10. The thin film transistor substrate according to any one of claim 1, claim 2, claim 3, claim 4, and claim 7,

the 1 st insulating film is selectively disposed in a range overlapping with the 1 st metal film.

11. The thin film transistor substrate according to any one of claim 1, claim 2, claim 3, claim 4, and claim 7,

the semiconductor film includes an oxide semiconductor.

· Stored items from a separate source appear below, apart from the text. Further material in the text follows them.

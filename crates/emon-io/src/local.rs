//! Directory-backed document store.
//!
//! Documents are plain JSON files laid out as `{root}/{collection}/{document}.json`.
//! Useful for working offline against an exported snapshot of the database
//! and for fixtures in tests.

use std::fs;
use std::io::ErrorKind;
use std::path::{Path, PathBuf};

use emon_core::{EmonError, EmonResult};
use serde_json::Value;

use crate::store::{validate_id, DocumentStore};

#[derive(Debug, Clone)]
pub struct LocalStore {
    root: PathBuf,
}

impl LocalStore {
    pub fn new(root: impl Into<PathBuf>) -> Self {
        Self { root: root.into() }
    }

    pub fn root(&self) -> &Path {
        &self.root
    }

    /// File holding a document. Ids that could escape the root are rejected.
    pub fn document_path(&self, collection: &str, document: &str) -> EmonResult<PathBuf> {
        validate_id(collection)?;
        validate_id(document)?;
        Ok(self
            .root
            .join(collection)
            .join(format!("{document}.json")))
    }
}

impl DocumentStore for LocalStore {
    fn name(&self) -> &str {
        "local"
    }

    fn get_document(&self, collection: &str, document: &str) -> EmonResult<Option<Value>> {
        let path = self.document_path(collection, document)?;
        let contents = match fs::read_to_string(&path) {
            Ok(contents) => contents,
            Err(e) if e.kind() == ErrorKind::NotFound => return Ok(None),
            Err(e) => return Err(EmonError::Io(e)),
        };
        serde_json::from_str(&contents)
            .map(Some)
            .map_err(|e| EmonError::Parse(format!("{}: {e}", path.display())))
    }
}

12. A method for manufacturing a thin film transistor substrate, comprising:

a semiconductor film forming step of forming a semiconductor film;

a 1 st insulating film forming step of forming a 1 st insulating film on the upper layer side of the semiconductor film;

a 1 st metal film forming step of forming a 1 st metal film on the upper layer side of the 1 st insulating film;

a 1 st metal film etching step of etching the 1 st metal film together with the 1 st insulating film to form a gate electrode constituting a thin film transistor and including the 1 st metal film;

a semiconductor film etching step of etching the semiconductor film;

a resistance lowering step of lowering the resistance of a portion of the semiconductor film other than the channel region overlapping with the gate electrode, thereby forming: a source region which constitutes the thin film transistor and is connected to the channel region, a drain region which constitutes the thin film transistor and is connected to the channel region from a side opposite to the source region side, and a pixel electrode which is connected to the drain region;

a 2 nd insulating film forming step of forming a 2 nd insulating film on the upper layer side of the 1 st metal film;

a 2 nd insulating film etching step of etching the 2 nd insulating film to form a contact hole in a portion overlapping with a part of the source region;

a 2 nd metal film forming step of forming a 2 nd metal film on the upper layer side of the 2 nd insulating film; and

and a 2 nd metal film etching step of etching the 2 nd metal film to form a source wiring connected to the source region through the contact hole.

13. The method of manufacturing a thin film transistor substrate according to claim 12,

the 1 st metal film etching step is performed before the semiconductor film etching step.